**What you need to do**
Print the listing exactly, but only as far as the line containing "details, colorized red". The first line and that line are both included.
(Records supplied)
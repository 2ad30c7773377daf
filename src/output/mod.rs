//! Run reporting module
//!
//! Handles:
//! - Suite headers and per-case status lines (verbose or condensed)
//! - Failure details, colorized red
//! - Per-suite tallies and the end-of-run summary with elapsed time
//!
//! Progress goes to stdout; diagnostics from `tracing` go to stderr, so
//! reports stay pipeable.

use crate::constants::{ANSI_RED, ANSI_RESET};
use crate::models::TestSuite;
use crate::suite::CaseError;

use std::io::{self, Write};
use std::time::Duration;

/// Writes run progress to stdout, one line per case or one character per
/// case in condensed mode.
pub struct Reporter {
    condensed: bool,
}

impl Reporter {
    pub fn new(condensed: bool) -> Self {
        Reporter { condensed }
    }

    /// Print the suite title block before its cases run.
    pub fn suite_header(&self, suite: &TestSuite) {
        println!("# {}\n#    {}", suite.title, suite.desc);
        if !self.condensed {
            println!("#\n# running {} tests.\n", suite.tests.len());
        }
    }

    /// Announce a case before it runs; verbose mode leaves the line open
    /// for the PASSED/FAILED suffix.
    pub fn case_start(&self, name: &str) {
        if !self.condensed {
            print!("  test: {name}");
        }
        let _ = io::stdout().flush();
    }

    pub fn case_passed(&self) {
        if self.condensed {
            print!(".");
            let _ = io::stdout().flush();
        } else {
            println!(" [PASSED]");
        }
    }

    /// Mark the case failed and print the failure detail in both modes.
    pub fn case_failed(&self, error: &CaseError) {
        if self.condensed {
            print!("{ANSI_RED}F{ANSI_RESET}");
        } else {
            println!("{ANSI_RED} [FAILED]{ANSI_RESET}");
        }
        println!("{error}");
        let _ = io::stdout().flush();
    }

    pub fn suite_tally(&self, passed: usize, failed: usize) {
        println!("\n[passed: {passed}, failed {failed}]\n");
    }

    /// End-of-run aggregate line with wall-clock elapsed time.
    pub fn run_summary(&self, total: usize, failed: usize, elapsed: Duration) {
        println!(
            "ran {} tests overall: {} passed, {} failed, took {}\n",
            total,
            total - failed,
            failed,
            format_elapsed(elapsed)
        );
    }

    pub fn run_failed_banner(&self) {
        println!("{ANSI_RED}BAD{ANSI_RESET}");
    }
}

fn format_elapsed(elapsed: Duration) -> String {
    let total = elapsed.as_secs();
    let hours = total / 3600;
    let minutes = (total % 3600) / 60;
    let seconds = total % 60;
    format!("{hours:02}:{minutes:02}:{seconds:02}")
}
(End Records supplied)
**Answer below**
repository 2ad30c7773377daf
filename src/output/mod.rs
//! Run reporting module
//!
//! Handles:
//! - Suite headers and per-case status lines (verbose or condensed)
//! - Failure details, colorized red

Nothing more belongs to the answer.